** What you should do **
Copy each line of the data beneath in which the word "SELECT" appears.

** Stored data **
§

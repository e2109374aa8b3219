// storefront/src/guard.rs

//! Access guards composed as a chain of responsibility.
//!
//! Each guard looks at the request's identity and either lets it through or
//! names a redirect target. A `GuardChain` runs its guards in order and stops
//! at the first redirect.

use crate::models::Identity;
use percent_encoding::{utf8_percent_encode, AsciiSet, NON_ALPHANUMERIC};
use tracing::debug;

pub const LOGIN_PATH: &str = "/login";

/// Query-component encoding that keeps path separators readable.
const NEXT_ENCODE_SET: &AsciiSet = &NON_ALPHANUMERIC.remove(b'/').remove(b'-').remove(b'_').remove(b'.').remove(b'~');

#[derive(Debug, Clone, PartialEq, Eq)]
pub enum GuardOutcome {
  Proceed,
  Redirect(String),
}

#[derive(Debug, Clone, Copy)]
pub struct GuardRequest<'a> {
  pub identity: Option<&'a Identity>,
  /// Where the visitor should land after logging in.
  pub return_to: &'a str,
}

pub type Guard = fn(&GuardRequest<'_>) -> GuardOutcome;

/// `/login?next=<next>`.
pub fn login_redirect(next: &str) -> String {
  format!("{}?next={}", LOGIN_PATH, utf8_percent_encode(next, NEXT_ENCODE_SET))
}

/// Accepts only same-site absolute paths; anything else becomes `/`.
pub fn safe_next(candidate: Option<&str>) -> String {
  match candidate.map(str::trim) {
    Some(path) if path.starts_with('/') && !path.starts_with("//") && !path.contains('\\') => path.to_string(),
    _ => "/".to_string(),
  }
}

pub fn login_required(request: &GuardRequest<'_>) -> GuardOutcome {
  match request.identity {
    Some(_) => GuardOutcome::Proceed,
    None => GuardOutcome::Redirect(login_redirect(request.return_to)),
  }
}

/// Anonymous and non-staff visitors are both sent to the login page.
pub fn staff_required(request: &GuardRequest<'_>) -> GuardOutcome {
  match request.identity {
    Some(identity) if identity.is_staff => GuardOutcome::Proceed,
    _ => GuardOutcome::Redirect(login_redirect(request.return_to)),
  }
}

/// Keeps logged-in visitors away from the login and registration forms.
pub fn anonymous_only(request: &GuardRequest<'_>) -> GuardOutcome {
  match request.identity {
    Some(_) => GuardOutcome::Redirect("/".to_string()),
    None => GuardOutcome::Proceed,
  }
}

#[derive(Clone, Default)]
pub struct GuardChain {
  guards: Vec<(&'static str, Guard)>,
}

impl std::fmt::Debug for GuardChain {
  fn fmt(&self, f: &mut std::fmt::Formatter<'_>) -> std::fmt::Result {
    f.debug_list().entries(self.guards.iter().map(|(name, _)| name)).finish()
  }
}

impl GuardChain {
  pub fn new() -> Self {
    Self::default()
  }

  pub fn then(mut self, name: &'static str, guard: Guard) -> Self {
    self.guards.push((name, guard));
    self
  }

  pub fn members() -> Self {
    Self::new().then("login_required", login_required)
  }

  pub fn staff() -> Self {
    Self::new()
      .then("login_required", login_required)
      .then("staff_required", staff_required)
  }

  pub fn anonymous() -> Self {
    Self::new().then("anonymous_only", anonymous_only)
  }

  pub fn check(&self, request: &GuardRequest<'_>) -> GuardOutcome {
    for (name, guard) in &self.guards {
      if let GuardOutcome::Redirect(location) = guard(request) {
        debug!(guard = *name, %location, "Guard redirected request.");
        return GuardOutcome::Redirect(location);
      }
    }
    GuardOutcome::Proceed
  }
}
// storefront_server/src/db/postgres.rs

//! PostgreSQL implementations of the storefront store traits (runtime queries,
//! `FromRow` row structs).

use async_trait::async_trait;
use chrono::{DateTime, Utc};
use sqlx::{FromRow, PgPool, Postgres, Transaction};
use std::collections::HashMap;
use storefront::error::StoreError;
use storefront::models::{
  NewProduct, NewUserRecord, Order, OrderId, OrderItem, OrderStatus, Product, ProductId, User, UserId,
};
use storefront::store::{CatalogStore, OrderStore, OrderTransaction, StoreResult, UserStore};
use tracing::{error, instrument};

fn backend(e: sqlx::Error) -> StoreError {
  error!(error = %e, "Database operation failed.");
  StoreError::Backend { source: e.into() }
}

/// Unique violations become `Conflict`, named after the field they guard.
fn write_error(e: sqlx::Error) -> StoreError {
  if let sqlx::Error::Database(db_err) = &e {
    if db_err.is_unique_violation() {
      let field = match db_err.constraint() {
        Some("users_email_lower_key") => "email",
        Some("users_username_key") => "username",
        Some(other) => other,
        None => "record",
      };
      return StoreError::Conflict(format!("{} already exists", field));
    }
  }
  backend(e)
}

fn corrupt(message: String) -> StoreError {
  error!(%message, "Stored row could not be decoded.");
  StoreError::Backend {
    source: anyhow::anyhow!(message),
  }
}

// --- Catalog ---

#[derive(FromRow)]
struct ProductRow {
  id: i64,
  name: String,
  description: String,
  price: i64,
  created_at: DateTime<Utc>,
}

impl From<ProductRow> for Product {
  fn from(row: ProductRow) -> Self {
    Product {
      id: row.id,
      name: row.name,
      description: row.description,
      price: row.price,
      created_at: row.created_at,
    }
  }
}

const PRODUCT_COLUMNS: &str = "id, name, description, price, created_at";

pub struct PgCatalog {
  pool: PgPool,
}

impl PgCatalog {
  pub fn new(pool: PgPool) -> Self {
    Self { pool }
  }
}

#[async_trait]
impl CatalogStore for PgCatalog {
  async fn list(&self) -> StoreResult<Vec<Product>> {
    let rows: Vec<ProductRow> = sqlx::query_as(&format!("SELECT {} FROM products ORDER BY id ASC", PRODUCT_COLUMNS))
      .fetch_all(&self.pool)
      .await
      .map_err(backend)?;
    Ok(rows.into_iter().map(Product::from).collect())
  }

  async fn find_by_id(&self, id: ProductId) -> StoreResult<Option<Product>> {
    let row: Option<ProductRow> = sqlx::query_as(&format!("SELECT {} FROM products WHERE id = $1", PRODUCT_COLUMNS))
      .bind(id)
      .fetch_optional(&self.pool)
      .await
      .map_err(backend)?;
    Ok(row.map(Product::from))
  }

  #[instrument(name = "PgCatalog::find_by_ids", skip(self), fields(count = ids.len()))]
  async fn find_by_ids(&self, ids: &[ProductId]) -> StoreResult<Vec<Product>> {
    if ids.is_empty() {
      return Ok(Vec::new());
    }
    let rows: Vec<ProductRow> =
      sqlx::query_as(&format!("SELECT {} FROM products WHERE id = ANY($1)", PRODUCT_COLUMNS))
        .bind(ids)
        .fetch_all(&self.pool)
        .await
        .map_err(backend)?;
    Ok(rows.into_iter().map(Product::from).collect())
  }

  async fn create(&self, product: NewProduct) -> StoreResult<Product> {
    let row: ProductRow = sqlx::query_as(&format!(
      "INSERT INTO products (name, description, price) VALUES ($1, $2, $3) RETURNING {}",
      PRODUCT_COLUMNS
    ))
    .bind(&product.name)
    .bind(&product.description)
    .bind(product.price)
    .fetch_one(&self.pool)
    .await
    .map_err(write_error)?;
    Ok(row.into())
  }

  async fn update_price(&self, id: ProductId, price: i64) -> StoreResult<Product> {
    let row: Option<ProductRow> = sqlx::query_as(&format!(
      "UPDATE products SET price = $2 WHERE id = $1 RETURNING {}",
      PRODUCT_COLUMNS
    ))
    .bind(id)
    .bind(price)
    .fetch_optional(&self.pool)
    .await
    .map_err(write_error)?;
    row
      .map(Product::from)
      .ok_or_else(|| StoreError::NotFound(format!("product {}", id)))
  }

  async fn remove(&self, id: ProductId) -> StoreResult<()> {
    let result = sqlx::query("DELETE FROM products WHERE id = $1")
      .bind(id)
      .execute(&self.pool)
      .await
      .map_err(backend)?;
    if result.rows_affected() == 0 {
      return Err(StoreError::NotFound(format!("product {}", id)));
    }
    Ok(())
  }
}

// --- Orders ---

#[derive(FromRow)]
struct OrderRow {
  id: i64,
  user_id: i64,
  status: String,
  created_at: DateTime<Utc>,
}

impl OrderRow {
  fn into_order(self, items: Vec<OrderItem>) -> StoreResult<Order> {
    let status = self
      .status
      .parse::<OrderStatus>()
      .map_err(|e| corrupt(format!("order {}: {}", self.id, e)))?;
    Ok(Order {
      id: self.id,
      user_id: self.user_id,
      status,
      created_at: self.created_at,
      items,
    })
  }
}

#[derive(FromRow)]
struct OrderItemRow {
  id: i64,
  order_id: i64,
  product_id: i64,
  quantity: i32,
  price: i64,
}

impl TryFrom<OrderItemRow> for OrderItem {
  type Error = StoreError;

  fn try_from(row: OrderItemRow) -> StoreResult<Self> {
    let quantity =
      u32::try_from(row.quantity).map_err(|_| corrupt(format!("order item {}: quantity {}", row.id, row.quantity)))?;
    Ok(OrderItem {
      id: row.id,
      order_id: row.order_id,
      product_id: row.product_id,
      quantity,
      price: row.price,
    })
  }
}

const ORDER_COLUMNS: &str = "id, user_id, status, created_at";
const ORDER_ITEM_COLUMNS: &str = "id, order_id, product_id, quantity, price";

pub struct PgOrders {
  pool: PgPool,
}

impl PgOrders {
  pub fn new(pool: PgPool) -> Self {
    Self { pool }
  }

  async fn items_for(&self, order_ids: &[OrderId]) -> StoreResult<HashMap<OrderId, Vec<OrderItem>>> {
    let rows: Vec<OrderItemRow> = sqlx::query_as(&format!(
      "SELECT {} FROM order_items WHERE order_id = ANY($1) ORDER BY id ASC",
      ORDER_ITEM_COLUMNS
    ))
    .bind(order_ids)
    .fetch_all(&self.pool)
    .await
    .map_err(backend)?;

    let mut grouped: HashMap<OrderId, Vec<OrderItem>> = HashMap::new();
    for row in rows {
      let item = OrderItem::try_from(row)?;
      grouped.entry(item.order_id).or_default().push(item);
    }
    Ok(grouped)
  }
}

/// Wraps one `sqlx` transaction. Dropping it without `commit` rolls back.
pub struct PgOrderTransaction {
  tx: Transaction<'static, Postgres>,
}

#[async_trait]
impl OrderTransaction for PgOrderTransaction {
  async fn create_order(&mut self, owner: UserId) -> StoreResult<Order> {
    let row: OrderRow = sqlx::query_as(&format!(
      "INSERT INTO orders (user_id, status) VALUES ($1, $2) RETURNING {}",
      ORDER_COLUMNS
    ))
    .bind(owner)
    .bind(OrderStatus::Pending.as_str())
    .fetch_one(&mut *self.tx)
    .await
    .map_err(write_error)?;
    row.into_order(Vec::new())
  }

  async fn create_order_item(
    &mut self,
    order: &Order,
    product: &Product,
    quantity: u32,
    price: i64,
  ) -> StoreResult<OrderItem> {
    let quantity = i32::try_from(quantity).map_err(|_| corrupt(format!("quantity {} out of range", quantity)))?;
    let row: OrderItemRow = sqlx::query_as(&format!(
      "INSERT INTO order_items (order_id, product_id, quantity, price) VALUES ($1, $2, $3, $4) RETURNING {}",
      ORDER_ITEM_COLUMNS
    ))
    .bind(order.id)
    .bind(product.id)
    .bind(quantity)
    .bind(price)
    .fetch_one(&mut *self.tx)
    .await
    .map_err(write_error)?;
    OrderItem::try_from(row)
  }

  async fn commit(self: Box<Self>) -> StoreResult<()> {
    self.tx.commit().await.map_err(backend)
  }
}

#[async_trait]
impl OrderStore for PgOrders {
  async fn begin(&self) -> StoreResult<Box<dyn OrderTransaction>> {
    let tx = self.pool.begin().await.map_err(backend)?;
    Ok(Box::new(PgOrderTransaction { tx }))
  }

  async fn find_order(&self, id: OrderId) -> StoreResult<Option<Order>> {
    let row: Option<OrderRow> = sqlx::query_as(&format!("SELECT {} FROM orders WHERE id = $1", ORDER_COLUMNS))
      .bind(id)
      .fetch_optional(&self.pool)
      .await
      .map_err(backend)?;
    let Some(row) = row else {
      return Ok(None);
    };
    let mut items = self.items_for(&[id]).await?;
    row.into_order(items.remove(&id).unwrap_or_default()).map(Some)
  }

  async fn orders_for_user(&self, user: UserId) -> StoreResult<Vec<Order>> {
    let rows: Vec<OrderRow> = sqlx::query_as(&format!(
      "SELECT {} FROM orders WHERE user_id = $1 ORDER BY id DESC",
      ORDER_COLUMNS
    ))
    .bind(user)
    .fetch_all(&self.pool)
    .await
    .map_err(backend)?;

    let ids: Vec<OrderId> = rows.iter().map(|r| r.id).collect();
    let mut items = self.items_for(&ids).await?;
    rows
      .into_iter()
      .map(|row| {
        let order_items = items.remove(&row.id).unwrap_or_default();
        row.into_order(order_items)
      })
      .collect()
  }

  async fn set_status(&self, id: OrderId, status: OrderStatus) -> StoreResult<Order> {
    let result = sqlx::query("UPDATE orders SET status = $2 WHERE id = $1")
      .bind(id)
      .bind(status.as_str())
      .execute(&self.pool)
      .await
      .map_err(backend)?;
    if result.rows_affected() == 0 {
      return Err(StoreError::NotFound(format!("order {}", id)));
    }
    self
      .find_order(id)
      .await?
      .ok_or_else(|| StoreError::NotFound(format!("order {}", id)))
  }
}

// --- Users ---

#[derive(FromRow)]
struct UserRow {
  id: i64,
  username: String,
  email: String,
  password_hash: String,
  is_staff: bool,
  is_active: bool,
  date_joined: DateTime<Utc>,
}

impl From<UserRow> for User {
  fn from(row: UserRow) -> Self {
    User {
      id: row.id,
      username: row.username,
      email: row.email,
      password_hash: row.password_hash,
      is_staff: row.is_staff,
      is_active: row.is_active,
      date_joined: row.date_joined,
    }
  }
}

const USER_COLUMNS: &str = "id, username, email, password_hash, is_staff, is_active, date_joined";

pub struct PgUsers {
  pool: PgPool,
}

impl PgUsers {
  pub fn new(pool: PgPool) -> Self {
    Self { pool }
  }

  async fn find_one(&self, filter: &str, value: &str) -> StoreResult<Option<User>> {
    let row: Option<UserRow> = sqlx::query_as(&format!("SELECT {} FROM users WHERE {}", USER_COLUMNS, filter))
      .bind(value)
      .fetch_optional(&self.pool)
      .await
      .map_err(backend)?;
    Ok(row.map(User::from))
  }
}

#[async_trait]
impl UserStore for PgUsers {
  async fn find_by_id(&self, id: UserId) -> StoreResult<Option<User>> {
    let row: Option<UserRow> = sqlx::query_as(&format!("SELECT {} FROM users WHERE id = $1", USER_COLUMNS))
      .bind(id)
      .fetch_optional(&self.pool)
      .await
      .map_err(backend)?;
    Ok(row.map(User::from))
  }

  async fn find_by_username(&self, username: &str) -> StoreResult<Option<User>> {
    self.find_one("username = $1", username).await
  }

  async fn find_by_email(&self, email: &str) -> StoreResult<Option<User>> {
    self.find_one("LOWER(email) = LOWER($1)", email).await
  }

  #[instrument(name = "PgUsers::create", skip(self, user), fields(username = %user.username))]
  async fn create(&self, user: NewUserRecord) -> StoreResult<User> {
    let row: UserRow = sqlx::query_as(&format!(
      "INSERT INTO users (username, email, password_hash, is_staff) VALUES ($1, $2, $3, $4) RETURNING {}",
      USER_COLUMNS
    ))
    .bind(&user.username)
    .bind(&user.email)
    .bind(&user.password_hash)
    .bind(user.is_staff)
    .fetch_one(&self.pool)
    .await
    .map_err(write_error)?;
    Ok(row.into())
  }
}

§

** Task response **
    let rows: Vec<ProductRow> = sqlx::query_as(&format!("SELECT {} FROM products ORDER BY id ASC", PRODUCT_COLUMNS))
    let row: Option<ProductRow> = sqlx::query_as(&format!("SELECT {} FROM products WHERE id = $1", PRODUCT_COLUMNS))
      sqlx::query_as(&format!("SELECT {} FROM products WHERE id = ANY($1)", PRODUCT_COLUMNS))
      "SELECT {} FROM order_items WHERE order_id = ANY($1) ORDER BY id ASC",
    let row: Option<OrderRow> = sqlx::query_as(&format!("SELECT {} FROM orders WHERE id = $1", ORDER_COLUMNS))
      "SELECT {} FROM orders WHERE user_id = $1 ORDER BY id DESC",
    let row: Option<UserRow> = sqlx::query_as(&format!("SELECT {} FROM users WHERE {}", USER_COLUMNS, filter))
    let row: Option<UserRow> = sqlx::query_as(&format!("SELECT {} FROM users WHERE id = $1", USER_COLUMNS))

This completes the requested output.